Yes, that screen has the information that would be required on a picking list. And some that isn’t. I would like to be able to print a picking list. Of course, I could print this screen, but that’s not really the same thing. Or, I could transcribe the information to another document and print that. To clarify, I’m asking if it’s possible to print (from Breww) that part of the items required screen that tells my “warehouse team” what stock we need to pull out. Ideally, specifying by delivery type / vehicle / etc. It’s much more convenient to work from a sheet of paper at this stage.

Thanks for the reply. What extra information would you like to see on there?
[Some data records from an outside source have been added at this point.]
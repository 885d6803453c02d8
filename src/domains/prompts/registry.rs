//! Prompt Registry - central registration of all prompts.
//!
//! A new prompt is exported from `definitions/` and added to the list here.

use super::definitions::{DefaultPrompt, PromptDefinition};
use super::templates::PromptTemplate;

/// Build a PromptTemplate from a PromptDefinition.
fn build_template<P: PromptDefinition>() -> PromptTemplate {
    PromptTemplate {
        name: P::NAME.to_string(),
        description: Some(P::DESCRIPTION.to_string()),
        arguments: P::arguments(),
        template: P::template().to_string(),
        user_argument: P::USER_ARGUMENT.map(str::to_string),
    }
}

/// Get all registered prompts as PromptTemplates.
pub fn get_all_prompts() -> Vec<PromptTemplate> {
    vec![build_template::<DefaultPrompt>()]
}

#[cfg(test)]
mod tests {
    use super::*;

    #[test]
    fn test_registry_lists_default_prompt() {
        let prompts = get_all_prompts();
        assert_eq!(prompts.len(), 1);
        assert_eq!(prompts[0].name, DefaultPrompt::NAME);
        assert_eq!(prompts[0].user_argument.as_deref(), Some("message"));
    }
}
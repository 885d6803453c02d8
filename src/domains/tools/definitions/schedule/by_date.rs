//! Schedule search by date token.
//!
//! The token is matched as a substring of the start/end dates, so `2025-10`
//! finds everything in October and `2025-10-21 09` narrows to an hour.

use futures::FutureExt;
use rmcp::{
    ErrorData as McpError,
    handler::server::tool::{ToolCallContext, ToolRoute, schema_for_type},
    model::{CallToolResult, Tool},
};
use schemars::JsonSchema;
use serde::Deserialize;
use std::sync::Arc;
use tracing::{info, instrument};

use crate::core::db::CampusStore;
use crate::domains::tools::definitions::common::{
    RecordList, found_summary, non_empty, parse_arguments, records_result, store_error_result,
};

#[cfg(feature = "http")]
use crate::domains::tools::definitions::common::{parse_http_arguments, to_http_value};
#[cfg(feature = "http")]
use crate::domains::tools::ToolError;

/// Parameters for the schedule date search.
#[derive(Debug, Clone, Deserialize, JsonSchema)]
pub struct ScheduleByDateParams {
    /// Date fragment such as '2025-10' or '2025-10-21'.
    #[schemars(description = "Date fragment to match against start/end dates, e.g. '2025-10' or '2025-10-21'")]
    pub date_keyword: String,

    /// Student id of the caller; includes their personal schedules.
    #[schemars(
        description = "Student id (학번). When given, personal schedules of this user are included next to common ones"
    )]
    #[serde(default)]
    pub user_id: Option<String>,
}

/// Schedule date search tool.
pub struct ScheduleByDateTool;

impl ScheduleByDateTool {
    /// Tool name as registered in MCP.
    pub const NAME: &'static str = "query_smu_schedule_by_date";

    /// Tool description shown to clients.
    pub const DESCRIPTION: &'static str = "Search SMU schedules (smu_schedule) whose start or end date contains a date fragment ('2025-10', '2025-10-21'). Common schedules are always visible; personal schedules only when the owner's user_id is given.";

    /// Execute the tool logic.
    #[instrument(skip_all, fields(date_keyword = %params.date_keyword))]
    pub async fn execute(params: &ScheduleByDateParams, store: &dyn CampusStore) -> CallToolResult {
        let viewer = non_empty(params.user_id.as_deref());
        info!(
            "Schedule date search: '{}' (user: {:?})",
            params.date_keyword, viewer
        );

        match store.schedules_by_date(&params.date_keyword, viewer).await {
            Ok(records) => {
                let summary = found_summary(
                    records.len(),
                    "schedule",
                    &format!("date '{}'", params.date_keyword),
                );
                records_result(summary, records)
            }
            Err(e) => store_error_result("query schedules", &e),
        }
    }

    /// HTTP handler for this tool (for HTTP transport).
    #[cfg(feature = "http")]
    pub async fn http_handler(
        arguments: serde_json::Value,
        store: Arc<dyn CampusStore>,
    ) -> Result<serde_json::Value, ToolError> {
        let params: ScheduleByDateParams = parse_http_arguments(arguments)?;
        let result = Self::execute(&params, store.as_ref()).await;
        to_http_value(&result)
    }

    /// Create a Tool model for this tool (metadata).
    pub fn to_tool() -> Tool {
        Tool {
            name: Self::NAME.into(),
            description: Some(Self::DESCRIPTION.into()),
            input_schema: schema_for_type::<ScheduleByDateParams>().into(),
            annotations: None,
            output_schema: Some(schema_for_type::<RecordList>().into()),
            icons: None,
            meta: None,
            title: None,
        }
    }

    /// Create a ToolRoute for STDIO transport.
    pub fn create_route<S>(store: Arc<dyn CampusStore>) -> ToolRoute<S>
    where
        S: Send + Sync + 'static,
    {
        ToolRoute::new_dyn(Self::to_tool(), move |ctx: ToolCallContext<'_, S>| {
            let args = ctx.arguments.clone().unwrap_or_default();
            let store = store.clone();
            async move {
                let params: ScheduleByDateParams = parse_arguments(args)?;
                Ok::<_, McpError>(Self::execute(&params, store.as_ref()).await)
            }
            .boxed()
        })
    }
}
We could look at adding this. Yes, as you’ve mentioned, the only way currently to print this picking list would be to just print the webpage.

Thanks for bearing with me :grinning: It’s not that we’d need extra - rather that we’d want less. It would be nice to be able to select either deliveries (specified by vehicle?) or collections giving a printable list showing only the stock items (and their counts) required for the day’s deliveries or collections.

Currently, we produce a list which gets handed out of the brewery office to one person to pull the stuff out of the cold room / off the racking. And tick it off on the list. Another person (often) will then organise that stuff into orders, assigning the containers…

No problem :slight_smile: Ah, I see. Forgive me if I’m still missing something but you can print a manifest for each vehicle or for collections which shows a ‘Delivery/Collection items’ table, which is the pick list for that vehicle/collection day. Does this not suit your needs?

Well yes, that table would work as picking list, per vehicle. It seems to me that this document has loads of other stuff on it - which isn’t required for a picking list (each order / drop is itemised I think , before we get down to the useful bit).

The way it works around here (and other places, I’m sure) is something like this (at least this is the best way we’ve found of doing it), bearing in mind that our cold room is (too) small and cramped.

  1. A picking list for the day’s deliveries is generated. (This may cover more than one vehicle / run. May include collection items)

  2. The items on that list are picked (physically moved from the cold room / off racking) to an “assembly” area. Because of the way we physically access these items, it’s far easier / safer to get all the casks / kegs / boxes of “BeerX” in one go.

  3. Once the items are all out, into an area where there’s more space, they’ll be marshalled into orders (so that all the beer for Pub_A ends up together, that for Pub_B in a separate pile, etc). At this point we’d be expecting to assign containers to the order. And marking them for particular destinations.

  4. Then they’d go on the van. Or wait for another run / to be collected.

What we don’t want to be doing is climbing over a cask of BeerY to get a keg of BeerX, manhandling it out, only to find that “oh, actually we need BeerY, for the second run / another vehicle, I wish we’d got that first”

So no, as far as I can see, the Manifest doesn’t quite do it either.

If the “Items Required” was printable, that would probably do it. As it stands, I’m selecting the useful bit & printing that. Sigh.